The exercise calls for a faithful copy of all the data.

** Opening DATA TO PROCESS block **

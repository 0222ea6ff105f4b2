//! Error types for cache configuration
//!
//! Cache operations themselves cannot fail; only loading configuration can.

use thiserror::Error;

// == Config Error Enum ==
/// Unified error type for configuration loading.
#[derive(Error, Debug)]
pub enum ConfigError {
    /// Configuration document is not valid JSON or has unknown fields
    #[error("Invalid configuration: {0}")]
    Json(#[from] serde_json::Error),

    /// Environment variable holds a value that does not parse
    #[error("Invalid value {value:?} for {name}")]
    InvalidVar { name: String, value: String },
}

// == Result Type Alias ==
/// Convenience Result type for configuration loading.
pub type Result<T> = std::result::Result<T, ConfigError>;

** Closing DATA TO PROCESS block **

• **SOLUTION TO THIS PROBLEM**
repository 0222ea6ff105f4b2
//! Error types for cache configuration
//!
//! Cache operations themselves cannot fail; only loading configuration can.

use thiserror::Error;

// == Config Error Enum ==
/// Unified error type for configuration loading.
#[derive(Error, Debug)]
pub enum ConfigError {
    /// Configuration document is not valid JSON or has unknown fields
    #[error("Invalid configuration: {0}")]
    Json(#[from] serde_json::Error),

    /// Environment variable holds a value that does not parse
    #[error("Invalid value {value:?} for {name}")]
    InvalidVar { name: String, value: String },
}

// == Result Type Alias ==
/// Convenience Result type for configuration loading.
pub type Result<T> = std::result::Result<T, ConfigError>;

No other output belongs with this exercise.